Esse paradigma entra em crise após a Segunda Guerra Mundial e, sobretudo em finais dos anos sessenta, quando há um certo desencantamento não apenas de intelectuais mas, da sociedade como um todo com relação aos modelos explicativos que não davam conta de explicar o que se configurava (Souza, 1999). Nesse sentido, as críticas direcionadas ao paradigma “moderno” se fundamentam na história do século XX, “armas químicas e atômicas, o nazismo, guerras mundiais e genocídios, destruição do meio ambiente, uso das tecnologias modernas no sentido da desumanização e da massificação” criaram uma atmosfera propícia ao questionamento do comprometimento social da ciência moderna (Cardoso, 1997).

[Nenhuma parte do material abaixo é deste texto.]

//! Binance Stream Binary
//!
//! Opens the configured exchange streams and logs their events until
//! shutdown.
//!
//! # Usage
//!
//! ```bash
//! cargo run --bin binance-stream
//! ```
//!
//! # Environment Variables
//!
//! - `BINANCE_STREAM_SYMBOLS`: comma-separated symbols (default: BTCUSDT)
//! - `BINANCE_STREAM_TOPICS`: comma-separated topics (default: depth,kline,aggTrade,trade)
//! - `BINANCE_STREAM_KLINE_INTERVAL`: kline interval (default: 1m)
//! - `BINANCE_STREAM_KEY`: account stream key; opens the account stream when set
//! - `BINANCE_STREAM_EXECUTION_REPORTS`: log | emit (default: log)
//! - `BINANCE_STREAM_BASE_URL`: WebSocket base URL
//! - `BINANCE_STREAM_PING_INTERVAL_MS`: keep-alive ping interval (default: 1000)
//! - `BINANCE_STREAM_SHUTDOWN_GRACE_MS`: wait for a session after shutdown (default: 1000)
//! - `BINANCE_STREAM_CHANNEL_CAPACITY`: event channel capacity (default: 1)
//! - `BINANCE_STREAM_DIAL_RETRY_*`: dial backoff (`INITIAL_MS`, `MAX_SECS`, `MULTIPLIER`, `MAX_ATTEMPTS`)
//! - `BINANCE_STREAM_METRICS_PORT`: Prometheus port, 0 disables (default: 9091)
//! - `OTEL_ENABLED`: Enable OpenTelemetry export (default: true)
//! - `RUST_LOG`: Log level (default: info)

use std::fmt::Debug;
use std::time::Duration;

use anyhow::Context;
use binance_stream::{
    AppConfig, BinanceStreams, DoneSignal, RetryError, SessionStats, StreamHandle, StreamTopic,
    TungsteniteDialer, init_metrics, init_telemetry, open_with_retry,
};
use tokio::signal;
use tokio::task::JoinHandle;
use tokio_stream::StreamExt;
use tokio_util::sync::CancellationToken;
use uuid::Uuid;

/// Extra time granted to sessions beyond their own grace period.
const DRAIN_MARGIN: Duration = Duration::from_millis(500);

/// A session whose events are being consumed.
struct RunningSession {
    label: String,
    topic: StreamTopic,
    session_id: Uuid,
    done: DoneSignal,
    stats: SessionStats,
    consumer: JoinHandle<u64>,
}

#[tokio::main]
async fn main() -> anyhow::Result<()> {
    rustls::crypto::ring::default_provider()
        .install_default()
        .map_err(|_| anyhow::anyhow!("failed to install rustls crypto provider"))?;

    load_dotenv();

    let _telemetry_guard = init_telemetry().context("failed to initialize telemetry")?;

    tracing::info!("Starting Binance stream");

    let config = AppConfig::from_env().context("invalid configuration")?;
    log_config(&config);

    init_metrics(config.server.metrics_listener()).context("failed to initialize metrics")?;

    let shutdown = CancellationToken::new();
    let streams = BinanceStreams::new(TungsteniteDialer::default(), config.stream.clone());

    let mut targets: Vec<(StreamTopic, &str)> = Vec::new();
    for symbol in &config.feed.symbols {
        for topic in &config.feed.topics {
            targets.push((*topic, symbol.as_str()));
        }
    }
    if let Some(key) = &config.feed.stream_key {
        targets.push((StreamTopic::AccountUpdate, key.as_str()));
    }

    let mut sessions = Vec::new();
    for (topic, param) in targets {
        match open_stream(&streams, &config, topic, param, &shutdown).await {
            Ok(session) => sessions.push(session),
            Err(RetryError::Cancelled) => break,
            Err(e) => tracing::error!(topic = %topic, error = %e, "Failed to open stream"),
        }
    }

    if sessions.is_empty() {
        anyhow::bail!("no stream could be opened");
    }

    tracing::info!(sessions = sessions.len(), "Streams running");

    await_shutdown(&shutdown, &sessions).await;

    let drain = config.stream.session.liveness.shutdown_grace + DRAIN_MARGIN;
    for session in sessions {
        if tokio::time::timeout(drain, session.done.wait()).await.is_err() {
            tracing::warn!(stream = %session.label, "Session did not stop in time");
        }
        let consumed = match tokio::time::timeout(drain, session.consumer).await {
            Ok(Ok(count)) => count,
            _ => 0,
        };
        tracing::info!(
            stream = %session.label,
            topic = %session.topic,
            session_id = %session.session_id,
            frames_read = session.stats.frames_read(),
            events_published = session.stats.events_published(),
            events_withheld = session.stats.events_withheld(),
            events_dropped = session.stats.events_dropped(),
            consumed,
            "Session summary"
        );
    }

    tracing::info!("Binance stream stopped");
    Ok(())
}

/// Open one stream with dial retry and start consuming it.
async fn open_stream(
    streams: &BinanceStreams<TungsteniteDialer>,
    config: &AppConfig,
    topic: StreamTopic,
    param: &str,
    shutdown: &CancellationToken,
) -> Result<RunningSession, RetryError> {
    let retry = config.retry;
    let label = match topic {
        StreamTopic::AccountUpdate => topic.to_string(),
        _ => format!("{param}@{topic}"),
    };

    let session = match topic {
        StreamTopic::OrderBookDelta => {
            let handle = open_with_retry(topic, retry, shutdown, || streams.depth(param, shutdown)).await?;
            consume(handle, label)
        }
        StreamTopic::Kline => {
            let interval = config.feed.kline_interval;
            let handle =
                open_with_retry(topic, retry, shutdown, || streams.kline(param, interval, shutdown))
                    .await?;
            consume(handle, label)
        }
        StreamTopic::AggTrade => {
            let handle =
                open_with_retry(topic, retry, shutdown, || streams.agg_trades(param, shutdown)).await?;
            consume(handle, label)
        }
        StreamTopic::Trade => {
            let handle = open_with_retry(topic, retry, shutdown, || streams.trades(param, shutdown)).await?;
            consume(handle, label)
        }
        StreamTopic::AccountUpdate => {
            let handle =
                open_with_retry(topic, retry, shutdown, || streams.user_data(param, shutdown)).await?;
            consume(handle, label)
        }
    };

    Ok(session)
}

/// Spawn a consumer that logs every event and returns how many it saw.
fn consume<E: Debug + Send + 'static>(handle: StreamHandle<E>, label: String) -> RunningSession {
    let topic = handle.topic();
    let session_id = handle.session_id();
    let done = handle.done().clone();
    let stats = handle.stats().clone();
    let mut events = handle.into_stream();

    let stream = label.clone();
    let consumer = tokio::spawn(async move {
        let mut count = 0_u64;
        while let Some(event) = events.next().await {
            count += 1;
            tracing::debug!(stream = %stream, event = ?event, "Event");
        }
        tracing::debug!(stream = %stream, count, "Event channel closed");
        count
    });

    RunningSession {
        label,
        topic,
        session_id,
        done,
        stats,
        consumer,
    }
}

/// Load .env file from current directory or any ancestor directory.
fn load_dotenv() {
    if dotenvy::dotenv().is_ok() {
        return;
    }

    if let Ok(cwd) = std::env::current_dir() {
        for dir in cwd.ancestors().skip(1) {
            let env_path = dir.join(".env");
            if env_path.exists() {
                let _ = dotenvy::from_path(&env_path);
                return;
            }
        }
    }
}

/// Log the parsed configuration.
fn log_config(config: &AppConfig) {
    tracing::info!(
        base_url = %config.stream.base_url,
        symbols = ?config.feed.symbols,
        topics = ?config.feed.topics,
        kline_interval = %config.feed.kline_interval,
        account = config.feed.stream_key.is_some(),
        execution_reports = config.stream.execution_reports.as_str(),
        metrics_port = config.server.metrics_port,
        "Configuration loaded"
    );
    tracing::debug!(
        ping_interval_ms = u64::try_from(config.stream.session.liveness.ping_interval.as_millis()).unwrap_or(u64::MAX),
        shutdown_grace_ms = u64::try_from(config.stream.session.liveness.shutdown_grace.as_millis()).unwrap_or(u64::MAX),
        channel_capacity = config.stream.session.channel_capacity,
        "Session settings"
    );
}

/// Wait for SIGTERM, SIGINT, or every session ending on its own, then cancel.
async fn await_shutdown(shutdown: &CancellationToken, sessions: &[RunningSession]) {
    let ctrl_c = async {
        if let Err(e) = signal::ctrl_c().await {
            tracing::error!(error = %e, "Failed to listen for Ctrl+C");
            std::future::pending::<()>().await;
        }
    };

    #[cfg(unix)]
    let terminate = async {
        match signal::unix::signal(signal::unix::SignalKind::terminate()) {
            Ok(mut sigterm) => {
                sigterm.recv().await;
            }
            Err(e) => {
                tracing::error!(error = %e, "Failed to listen for SIGTERM");
                std::future::pending::<()>().await;
            }
        }
    };

    #[cfg(not(unix))]
    let terminate = std::future::pending::<()>();

    let all_done = async {
        for session in sessions {
            session.done.wait().await;
        }
    };

    tokio::select! {
        () = ctrl_c => {
            tracing::info!("Received Ctrl+C, initiating shutdown");
        }
        () = terminate => {
            tracing::info!("Received SIGTERM, initiating shutdown");
        }
        () = all_done => {
            tracing::warn!("All sessions ended, shutting down");
        }
    }

    shutdown.cancel();
}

No campo temático as críticas que balançaram o paradigma “moderno” nos domínios da historia foram, as relacionadas à posição marginal que essa concepção relegava o indivíduo, o subjetivo em detrimento de uma obsessão pelo que é estrutural e transindividual. No sentido do texto o período pelo qual passamos não é adequado a qualquer visão holística do social o que, reflete decisivamente na disciplina histórica ao pressupor que não há sentido na história.

O novo modelo de abordagem que se convencionou chamar de pós-moderno4 reflete-se nos estudos históricos, a noção que correntemente se aceita nesse modelo e que melhor explicita na análise de Ciro Flamarion Cardoso o que seria a história-disciplina no interior desse paradigma é a seguinte: “a história é um discurso mutável e problemático – ostensivamente a respeito de um aspecto do mundo, o passado – produzido por um grupo de trabalhadores cujas mentes são de nosso tempo e que fazem seu trabalho em modalidades mutuamente reconhecíveis que são posicionadas epistemológica, ideológica e praticamente; cujos produtos, uma vez em circulação, estão sujeitos a uma série de usos e abusos” (Cardoso, 1997),  não há História, há histórias. Não se pretende criar modelos explicativos menos ainda, modelos explicativos globais, o que se privilegia no paradigma pós-moderno é a multiplicidade de interpretação.

Esse modelo parte da premissa que as ciências sociais são objetivamente diferentes das ciências naturais e, portanto seus métodos devem seguir a mesma lógica, tais ciências necessitam de métodos, técnicas, teorias que, sejam absolutamente próprios e que, possam dar conta de suas especificidades levando em consideração toda a complexidade de seu objeto e a subjetividade do pesquisador.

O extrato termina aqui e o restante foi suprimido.